BeemCar is not designed to replace other forms of public transport, but to be complementary and to work as part of an integrated transport system.

Design Specification

BeemCar is aimed at meeting the requirements of urban travellers, where there is the greatest need and the greatest potential through the development of linked networks, starting off with small routes and then linking them together.  Most importantly, BeemCar is aimed at providing an effective contribution towards reducing congestion and the associated problems it causes, by offering an attractive and viable option to automobile users.  Speed is restricted to 50 km/hr, as higher speed is unnecessary and leads to higher development, operating and maintenence costs. In addition, higher speed adds to the cost and size of stops, as longer ramps are needed for acceleration and decceleration.  Intercity travel is a totally different requirement and is best left to services designed to meet this need.

Much effort has been put into the design of BeemCar’s pod to meet passenger requirements and make it an attractive alternative to automobile users.  BeemCar has taken the approach that all pods need to be able to accommodate all types of  passengers, as it will operate in a dense urban environment where it wouldn’t be practical or cost effective to operate different types of pods for different types of passenger; people with disabilities, including wheelchair and mobility scooter users, parents with buggies, cyclists and families going on holiday.

BeemCar’s passengers are accommodated in 4 forward-facing fixed seats, with a large floor area between for the wheelchairs and buggies.  Just like in an automobile, the seats all face forwards, which is the arrangement that most aircraft and rail passengers prefer.  It means that all passengers (even those in wheelchairs) will have a good view out of the windows without having to turn in their seats.  In addition, it was also considered important that passengers could easily access pods, which is why BeemCar stops will mostly be at ground level, although there may be locations where a stop at the same level as the main beam traffic would be more suitable.  For example, stops in shopping malls or large office complexes, where the stops can be inside the buildings.

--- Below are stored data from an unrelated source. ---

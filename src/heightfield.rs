//! The solid heightfield: a voxel grid of strictly-ascending solid spans
//! produced by rasterizing input triangles, with merge-on-overlap ADD
//! semantics for newly inserted spans.

use thiserror::Error;

use crate::{
    math::Aabb3d,
    span::{HeightSpan, SpanFlags, SpanKey, Spans},
};

/// Width/depth extents, cell sizing, and world bounds shared by every
/// heightfield stage.
#[derive(Debug, Clone, Copy, PartialEq)]
#[cfg_attr(feature = "serialize", derive(serde::Serialize, serde::Deserialize))]
pub struct BoundedField {
    /// Grid extent along the x-axis, in cells.
    pub width: u16,
    /// Grid extent along the z-axis, in cells.
    pub depth: u16,
    /// The xz sampling resolution, in world units.
    pub cell_size: f32,
    /// The y sampling resolution, in world units.
    pub cell_height: f32,
    /// The world-space bounds of the field.
    pub aabb: Aabb3d,
}

impl BoundedField {
    /// Converts a voxel-space column coordinate to the world-space xz
    /// position of its center.
    pub fn column_to_world_center(&self, x: u16, z: u16) -> (f32, f32) {
        let wx = self.aabb.min.x + (x as f32 + 0.5) * self.cell_size;
        let wz = self.aabb.min.z + (z as f32 + 0.5) * self.cell_size;
        (wx, wz)
    }

    /// Converts a height index to its world-space y coordinate.
    pub fn height_to_world(&self, height: u16) -> f32 {
        self.aabb.min.y + height as f32 * self.cell_height
    }

    /// The number of columns in the grid (`width * depth`).
    pub fn column_count(&self) -> usize {
        self.width as usize * self.depth as usize
    }

    #[inline]
    pub(crate) fn column_index(&self, x: u16, z: u16) -> usize {
        x as usize + z as usize * self.width as usize
    }

    #[inline]
    pub(crate) fn contains_column(&self, x: i32, z: i32) -> bool {
        x >= 0 && x < self.width as i32 && z >= 0 && z < self.depth as i32
    }
}

/// A voxel grid of solid (obstructed) spans, one ascending chain per column.
///
/// Built by [`HeightfieldBuilder`] and populated by rasterizing triangles
/// (see `crate::rasterize`).
#[derive(Debug, Clone)]
pub struct SolidHeightfield {
    /// The shared grid geometry.
    pub field: BoundedField,
    /// The key of the lowest span in each column, in `width * depth` order.
    spans_head: Vec<Option<SpanKey>>,
    /// All spans allocated for this field.
    spans: Spans,
}

impl SolidHeightfield {
    /// The grid geometry.
    pub fn field(&self) -> &BoundedField {
        &self.field
    }

    /// Returns the key of the lowest span in the given column.
    pub fn column_head(&self, x: u16, z: u16) -> Option<SpanKey> {
        self.spans_head[self.field.column_index(x, z)]
    }

    /// Returns the span for a given key.
    pub fn span(&self, key: SpanKey) -> &HeightSpan {
        &self.spans[key]
    }

    /// Returns an iterator over the ascending spans of one column.
    pub fn column_spans(&self, x: u16, z: u16) -> ColumnSpanIter<'_> {
        ColumnSpanIter {
            field: self,
            next: self.column_head(x, z),
        }
    }

    /// Inserts `[min, max]` with `flags` into the column at `(x, z)`,
    /// merging with any spans it overlaps or directly abuts.
    ///
    /// # Errors
    /// Returns [`SpanInsertionError::ColumnOutOfBounds`] if `(x, z)` is
    /// outside the field.
    pub fn add_span(
        &mut self,
        x: u16,
        z: u16,
        min: u16,
        max: u16,
        flags: SpanFlags,
    ) -> Result<(), SpanInsertionError> {
        debug_assert!(min <= max);
        if x >= self.field.width || z >= self.field.depth {
            return Err(SpanInsertionError::ColumnOutOfBounds { x, z });
        }
        let column = self.field.column_index(x, z);

        let mut new_min = min;
        let mut new_max = max;
        let mut new_flags = flags;

        let mut prev: Option<SpanKey> = None;
        let mut cur = self.spans_head[column];

        // Walk past spans strictly below the new span (separated by a gap).
        while let Some(cur_key) = cur {
            let cur_span = &self.spans[cur_key];
            if cur_span.min() > new_max + 1 {
                // Current span starts after the new span ends (with a gap): insert before it.
                break;
            }
            if cur_span.max() + 1 < new_min {
                // Current span ends before the new span starts (with a gap): keep walking up.
                prev = cur;
                cur = cur_span.next();
                continue;
            }

            // Overlaps or directly abuts: absorb it.
            let absorbed_min = cur_span.min();
            let absorbed_max = cur_span.max();
            let absorbed_flags = cur_span.flags();
            let next_key = cur_span.next();

            new_min = new_min.min(absorbed_min);
            if max == absorbed_max {
                new_flags = flags | absorbed_flags;
            } else if max > absorbed_max {
                new_flags = flags;
            } else {
                new_flags = absorbed_flags;
            }
            new_max = new_max.max(absorbed_max);

            self.spans.remove(cur_key);
            if let Some(prev_key) = prev {
                self.spans_mut_next(prev_key, next_key);
            } else {
                self.spans_head[column] = next_key;
            }
            cur = next_key;
        }

        let mut new_span = HeightSpan::new(new_min, new_max, new_flags);
        new_span.set_next(cur);
        let new_key = self.spans.insert(new_span);
        if let Some(prev_key) = prev {
            self.spans_mut_next(prev_key, Some(new_key));
        } else {
            self.spans_head[column] = Some(new_key);
        }
        Ok(())
    }

    fn spans_mut_next(&mut self, key: SpanKey, next: Option<SpanKey>) {
        self.spans[key].set_next(next);
    }

    /// Clears the walkable flag of the span with the given key.
    pub fn clear_walkable_flag(&mut self, key: SpanKey) {
        let mut flags = self.spans[key].flags();
        flags.remove(SpanFlags::WALKABLE);
        self.spans[key].set_flags(flags);
    }

    /// Applies `f` to every span in the field, in column-major order.
    pub fn for_each_span_mut(&mut self, mut f: impl FnMut(u16, u16, &mut HeightSpan)) {
        for z in 0..self.field.depth {
            for x in 0..self.field.width {
                let mut next = self.column_head(x, z);
                while let Some(key) = next {
                    next = self.spans[key].next();
                    f(x, z, &mut self.spans[key]);
                }
            }
        }
    }
}

/// Iterates the ascending spans of a single column.
pub struct ColumnSpanIter<'a> {
    field: &'a SolidHeightfield,
    next: Option<SpanKey>,
}

impl<'a> Iterator for ColumnSpanIter<'a> {
    type Item = (SpanKey, &'a HeightSpan);

    fn next(&mut self) -> Option<Self::Item> {
        let key = self.next?;
        let span = self.field.span(key);
        self.next = span.next();
        Some((key, span))
    }
}

/// Builds a [`SolidHeightfield`] for a world-space AABB and cell sizing.
pub struct HeightfieldBuilder {
    /// The world-space AABB the field should cover.
    pub aabb: Aabb3d,
    /// The xz sampling resolution, in world units.
    pub cell_size: f32,
    /// The y sampling resolution, in world units.
    pub cell_height: f32,
}

impl HeightfieldBuilder {
    /// Builds the heightfield.
    ///
    /// # Errors
    /// Returns [`HeightfieldBuilderError::ColumnCountTooLarge`] if the
    /// resulting column count would overflow `usize`.
    pub fn build(self) -> Result<SolidHeightfield, HeightfieldBuilderError> {
        let width = (self.aabb.max.x - self.aabb.min.x) / self.cell_size + 0.5;
        let depth = (self.aabb.max.z - self.aabb.min.z) / self.cell_size + 0.5;
        let column_count = width as u128 * depth as u128;
        if column_count > usize::MAX as u128 || width >= u16::MAX as f32 || depth >= u16::MAX as f32
        {
            return Err(HeightfieldBuilderError::ColumnCountTooLarge { width, depth });
        }
        let column_count = column_count as usize;
        Ok(SolidHeightfield {
            field: BoundedField {
                width: width as u16,
                depth: depth as u16,
                cell_size: self.cell_size,
                cell_height: self.cell_height,
                aabb: self.aabb,
            },
            spans_head: vec![None; column_count],
            spans: Spans::with_capacity_and_key(column_count.max(1024)),
        })
    }
}

/// Errors that can occur building a [`SolidHeightfield`].
#[derive(Error, Debug)]
pub enum HeightfieldBuilderError {
    /// The requested grid is too large to represent.
    #[error("heightfield grid is too large: width={width}, depth={depth}")]
    ColumnCountTooLarge {
        /// The computed width in cells.
        width: f32,
        /// The computed depth in cells.
        depth: f32,
    },
}

/// Errors that can occur inserting a span into a [`SolidHeightfield`].
#[derive(Error, Debug)]
pub enum SpanInsertionError {
    /// The given column lies outside the field.
    #[error("column ({x}, {z}) is out of bounds")]
    ColumnOutOfBounds {
        /// The x coordinate of the offending column.
        x: u16,
        /// The z coordinate of the offending column.
        z: u16,
    },
}

#[cfg(test)]
mod tests {
    use super::*;
    use glam::Vec3A;

    fn field() -> SolidHeightfield {
        HeightfieldBuilder {
            aabb: Aabb3d::new(Vec3A::ZERO, Vec3A::new(5.0, 5.0, 5.0)),
            cell_size: 1.0,
            cell_height: 1.0,
        }
        .build()
        .unwrap()
    }

    #[test]
    fn add_span_inserts_into_empty_column() {
        let mut hf = field();
        hf.add_span(1, 3, 2, 4, SpanFlags::WALKABLE).unwrap();
        let span = hf.span(hf.column_head(1, 3).unwrap());
        assert_eq!((span.min(), span.max()), (2, 4));
        assert!(hf.column_head(3, 1).is_none());
    }

    #[test]
    fn add_span_keeps_non_overlapping_spans_separate_and_ascending() {
        let mut hf = field();
        hf.add_span(1, 3, 2, 4, SpanFlags::WALKABLE).unwrap();
        hf.add_span(1, 3, 7, 9, SpanFlags::WALKABLE).unwrap();
        let spans: Vec<_> = hf.column_spans(1, 3).map(|(_, s)| (s.min(), s.max())).collect();
        assert_eq!(spans, vec![(2, 4), (7, 9)]);
    }

    #[test]
    fn add_span_merges_overlapping_spans() {
        let mut hf = field();
        hf.add_span(1, 3, 2, 4, SpanFlags::WALKABLE).unwrap();
        hf.add_span(1, 3, 4, 7, SpanFlags::empty()).unwrap();
        let spans: Vec<_> = hf.column_spans(1, 3).map(|(_, s)| (s.min(), s.max())).collect();
        assert_eq!(spans, vec![(2, 7)]);
    }

    #[test]
    fn add_span_merges_adjacent_spans_separated_by_exactly_one_gap_cell() {
        // max=4, min=6: gap is cell 5 only, still within the "at least one empty cell"
        // boundary (`next.min >= curr.max + 2` is violated by min=5, satisfied at min=6).
        let mut hf = field();
        hf.add_span(1, 3, 2, 4, SpanFlags::WALKABLE).unwrap();
        hf.add_span(1, 3, 5, 7, SpanFlags::empty()).unwrap();
        let spans: Vec<_> = hf.column_spans(1, 3).map(|(_, s)| (s.min(), s.max())).collect();
        assert_eq!(spans, vec![(2, 7)], "spans abutting with a single gap cell should merge");
    }

    #[test]
    fn add_span_flag_merge_rule_ties_or_new_max_exceeds_adopts_new_max_keeps_old() {
        let mut hf = field();
        hf.add_span(0, 0, 0, 4, SpanFlags::WALKABLE).unwrap();
        // New data's max (4) ties the existing max (4): OR flags (both empty | walkable = walkable).
        hf.add_span(0, 0, 0, 4, SpanFlags::empty()).unwrap();
        let top = hf.span(hf.column_head(0, 0).unwrap());
        assert!(top.flags().contains(SpanFlags::WALKABLE));

        let mut hf = field();
        hf.add_span(0, 0, 0, 4, SpanFlags::WALKABLE).unwrap();
        // New data's max (6) strictly exceeds the existing max (4): adopt new flags (empty).
        hf.add_span(0, 0, 0, 6, SpanFlags::empty()).unwrap();
        let top = hf.span(hf.column_head(0, 0).unwrap());
        assert!(!top.flags().contains(SpanFlags::WALKABLE));

        let mut hf = field();
        hf.add_span(0, 0, 0, 6, SpanFlags::WALKABLE).unwrap();
        // New data's max (4) lies strictly below the existing max (6): keep old flags (walkable).
        hf.add_span(0, 0, 0, 4, SpanFlags::empty()).unwrap();
        let top = hf.span(hf.column_head(0, 0).unwrap());
        assert!(top.flags().contains(SpanFlags::WALKABLE));
    }

    #[test]
    fn column_out_of_bounds_is_rejected() {
        let mut hf = field();
        let err = hf.add_span(100, 100, 0, 1, SpanFlags::empty());
        assert!(err.is_err());
    }
}
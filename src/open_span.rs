//! Open (walkable) spans: one per solid span in the [`SolidHeightfield`](crate::heightfield::SolidHeightfield),
//! inverted into floor+clearance form.

use crate::region::RegionId;

/// A walkable run in one column of the [`OpenHeightfield`](crate::open_heightfield::OpenHeightfield).
///
/// `height` is [`u16::MAX`] when the clearance above the floor is
/// unbounded (the topmost span in a column). The ceiling is
/// `floor + height`.
#[derive(Debug, Clone, Copy, PartialEq, Eq, Default)]
#[cfg_attr(feature = "serialize", derive(serde::Serialize, serde::Deserialize))]
pub struct OpenHeightSpan {
    /// The solid-surface top this span rests on.
    pub floor: u16,
    /// Clearance above the floor. [`u16::MAX`] means unbounded.
    pub height: u16,
    /// The 4-direction axis neighbor links, as `(layer_offset within the
    /// neighbor cell)`, or `None` if there is no walkable neighbor in that
    /// direction.
    neighbors: [Option<u8>; 4],
    /// `0` ([`RegionId::NULL`]) until the watershed assigns a region.
    pub region: RegionId,
    /// Distance to the nearest border span.
    pub distance_to_border: u16,
    /// Distance to this span's region's flood-fill core (set during region
    /// growth).
    pub distance_to_region_core: u16,
}

impl OpenHeightSpan {
    /// `u16::MAX` height sentinel for "no ceiling above this span".
    pub const UNBOUNDED_HEIGHT: u16 = u16::MAX;

    /// The span's ceiling: `floor + height`, saturating if unbounded.
    #[inline]
    pub fn ceiling(&self) -> u32 {
        self.floor as u32 + self.height.min(u16::MAX - 1) as u32
    }

    /// Returns the neighbor layer-offset link for `direction` (0..4).
    #[inline]
    pub fn neighbor(&self, direction: u8) -> Option<u8> {
        self.neighbors[direction as usize & 0x3]
    }

    /// Sets the neighbor layer-offset link for `direction` (0..4).
    #[inline]
    pub fn set_neighbor(&mut self, direction: u8, neighbor: Option<u8>) {
        self.neighbors[direction as usize & 0x3] = neighbor;
    }
}

/// A transient, process-local scratch bit per span, used by the detail
/// mesh's height-patch flood (see [`crate::detail_mesh`]). Stored as a
/// parallel buffer rather than a field of [`OpenHeightSpan`] itself, so
/// callers borrow it explicitly instead of aliasing a mutable scratch field
/// next to otherwise-immutable span data.
///
/// Contract: every algorithm that borrows this buffer finds every entry it
/// touches at `false` on entry and restores it to `false` on exit.
#[derive(Debug, Clone, Default)]
pub struct SpanVisited(pub Vec<bool>);

impl SpanVisited {
    /// Creates a zeroed buffer sized for `span_count` spans.
    pub fn new(span_count: usize) -> Self {
        Self(vec![false; span_count])
    }

    /// Asserts every entry is `false`. Debug-only; call on entry to an
    /// algorithm that borrows this buffer.
    pub fn debug_assert_clear(&self) {
        debug_assert!(self.0.iter().all(|&v| !v), "scratch flags not clear on entry");
    }
}
#[cfg(test)]
mod tests {
    use super::*;
    use std::sync::Mutex;

    fn run(code: &str, input: &str) -> (Result<String, InterpreterError>, Interpreter) {
        let mut bf = Interpreter::new_with_memory(code, input, 10);
        let out = bf.run_to_string();
        (out, bf)
    }

    #[test]
    fn comments_are_skipped() {
        let (out, bf) = run("+a+", "");
        assert_eq!(out.unwrap(), "");
        assert_eq!(bf.tape().read_current().value(), 2);
        assert_eq!(bf.state(), RunState::Terminated);
    }

    #[test]
    fn unmatched_open_bracket_returns_error() {
        // The starting cell is zero, so the forward scan runs and finds nothing.
        let (out, _) = run("[+", "");
        assert!(matches!(out, Err(InterpreterError::UnmatchedClosingBracket { ip: 0 })));
    }

    #[test]
    fn open_bracket_entered_on_nonzero_cell_can_run_off_the_end() {
        let (out, bf) = run("+[", "");
        assert!(out.is_ok());
        assert_eq!(bf.state(), RunState::Terminated);
    }

    #[test]
    fn stray_close_bracket_returns_error() {
        let (out, _) = run("+]", "");
        assert!(matches!(out, Err(InterpreterError::UnmatchedOpeningBracket { ip: 1 })));
    }

    #[test]
    fn left_pointer_out_of_bounds_errors() {
        let (out, bf) = run("<", "");
        assert!(matches!(out, Err(InterpreterError::BadMemoryPointer { ip: 0, .. })));
        assert_eq!(bf.state(), RunState::Running);
        assert_eq!(bf.tape().program_counter(), 0);
    }

    #[test]
    fn right_pointer_out_of_bounds_errors() {
        // With 3 cells (0..=2), the 3rd '>' attempts to move beyond index 2.
        let mut bf = Interpreter::new_with_memory(&">".repeat(3), "", 3);
        let result = bf.run_to_string();
        assert!(matches!(result, Err(InterpreterError::BadMemoryPointer { ip: 2, target: 3, .. })));
        assert_eq!(bf.tape().data_pointer(), 2);
    }

    #[test]
    fn empty_loop_on_zero_cell_is_ok() {
        let (out, _) = run("[]", "");
        assert!(out.is_ok());
    }

    #[test]
    fn wrapping_subtraction() {
        let (out, bf) = run("-", "");
        assert!(out.is_ok());
        assert_eq!(bf.tape().read_current().value(), 255);
    }

    #[test]
    fn wrapping_addition() {
        let code = "+".repeat(256); // 256 increments should wrap around
        let (out, bf) = run(&code, "");
        assert!(out.is_ok());
        assert!(bf.tape().read_current().is_zero());
    }

    #[test]
    fn step_walks_the_state_machine() {
        let mut bf = Interpreter::new_with_memory("+x", "", 1);
        let mut sink = |_: char| {};
        assert_eq!(bf.step(&mut sink).unwrap(), RunState::Running);
        assert_eq!(bf.step(&mut sink).unwrap(), RunState::Running);
        assert_eq!(bf.step(&mut sink).unwrap(), RunState::Terminated);
        assert_eq!(bf.step(&mut sink).unwrap(), RunState::Terminated);
        assert_eq!(bf.tape().program_counter(), 2);
    }

    #[test]
    fn output_sink_receives_characters() {
        let collected = Arc::new(Mutex::new(String::new()));
        let sink_buf = Arc::clone(&collected);
        let mut bf = Interpreter::new_with_memory(&format!("{}.+.", "+".repeat(65)), "", 1);
        bf.set_output_sink(move |ch| sink_buf.lock().unwrap().push(ch));
        bf.run().unwrap();
        assert_eq!(collected.lock().unwrap().as_str(), "AB");
    }

    #[test]
    fn step_observer_sees_every_cycle() {
        let events = Arc::new(Mutex::new(Vec::new()));
        let sink = Arc::clone(&events);
        let mut bf = Interpreter::new_with_memory(">+#", "", 2);
        bf.set_step_observer(move |e| sink.lock().unwrap().push(*e));
        bf.run_to_string().unwrap();

        let events = events.lock().unwrap();
        assert_eq!(events.len(), 3);
        assert_eq!(events[0].command(), Some(Command::MoveRight));
        assert_eq!((events[0].pointer_before, events[0].pointer_after), (0, 1));
        assert_eq!(events[1].cell_after.value(), 1);
        assert_eq!(events[2].symbol, '#');
        assert_eq!(events[2].command(), None);
        assert_eq!(events[2].next_ip, 3);
    }

    #[test]
    fn step_limit_aborts_infinite_loop() {
        let mut bf = Interpreter::new_with_memory("+[]", "", 1);
        bf.set_output_sink(|_| {});
        let ctrl = StepControl::new(Some(50), Arc::new(AtomicBool::new(false)));
        let result = bf.run_with_control(ctrl);
        assert!(matches!(result, Err(InterpreterError::StepLimitExceeded { limit: 50 })));
    }

    #[test]
    fn step_limit_equal_to_program_length_completes() {
        let mut bf = Interpreter::new_with_memory("+++", "", 1);
        bf.set_output_sink(|_| {});
        let ctrl = StepControl::new(Some(3), Arc::new(AtomicBool::new(false)));
        assert!(bf.run_with_control(ctrl).is_ok());
        assert_eq!(bf.tape().read_current().value(), 3);
    }

    #[test]
    fn raised_cancel_flag_stops_before_first_step() {
        let mut bf = Interpreter::new_with_memory("+", "", 1);
        bf.set_output_sink(|_| {});
        let ctrl = StepControl::new(None, Arc::new(AtomicBool::new(true)));
        assert!(matches!(bf.run_with_control(ctrl), Err(InterpreterError::Canceled)));
        assert!(bf.tape().read_current().is_zero());
    }

    #[test]
    fn run_to_writer_emits_one_byte_per_cell() {
        let mut bf = Interpreter::new_with_memory(&format!("{}.", "+".repeat(0xE9)), "", 1);
        let mut out = Vec::new();
        bf.run_to_writer(&mut out).unwrap();
        assert_eq!(out, vec![0xE9]);
    }

    struct ClosedPipe;

    impl Write for ClosedPipe {
        fn write(&mut self, _: &[u8]) -> io::Result<usize> {
            Err(io::Error::from(io::ErrorKind::BrokenPipe))
        }

        fn flush(&mut self) -> io::Result<()> {
            Ok(())
        }
    }

    #[test]
    fn closed_writer_stops_the_run_with_output_error() {
        let mut bf = Interpreter::new_with_memory("+.+", "", 1);
        let err = bf.run_to_writer(&mut ClosedPipe).unwrap_err();
        assert!(matches!(err, InterpreterError::Output { ip: 1, .. }));
        assert_eq!(bf.tape().program_counter(), 1);
        assert_eq!(bf.tape().read_current().value(), 1);
    }

    #[test]
    fn output_writer_failure_surfaces_from_run() {
        let mut bf = Interpreter::new_with_memory(".", "", 1);
        bf.set_output_writer(ClosedPipe);
        assert!(matches!(bf.run(), Err(InterpreterError::Output { ip: 0, .. })));
    }

    #[test]
    fn input_provider_is_read_lazily_per_comma() {
        let mut bytes = b"hi".iter().copied();
        let mut bf = Interpreter::new_with_memory(",.,.,.", "", 1);
        bf.set_input_provider(move || bytes.next().map(char::from));
        assert_eq!(bf.run_to_string().unwrap(), "hii");
    }

    #[test]
    fn program_without_comma_never_asks_provider() {
        let mut bf = Interpreter::new_with_memory("+.", "", 1);
        bf.set_input_provider(|| panic!("input requested"));
        assert_eq!(bf.run_to_string().unwrap(), "\u{1}");
    }
}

Composite materials were chosen for the beam because of the significant advantages they offer; predominantly passenger comfort, but very importantly, low visual intrusion and low installation and through life costs.  In addition, like aerospace, BeemCar has been designed to be ‘fail safe’, and with ‘lifed’ items – parts where failure would be catastrophic.  For example, a fatigue failure of the linkage between pod and drive unit would result in the pod becoming detached and dropping 5m with the possibility of serious injury.  These items deemed to be critical, would be tested to destruction and after applying a safety margin would be given a finite life to ensure they are replaced before they fail.  Monitoring of usage would be automatic.

Although less efficient than rotary motors, LIMs were chosen to minimise the number of parts that would have to be carried around as dead weight, using energy unnecessarily.  Less parts, particularly moving and complex parts, reduces maintenance costs and increases system reliability.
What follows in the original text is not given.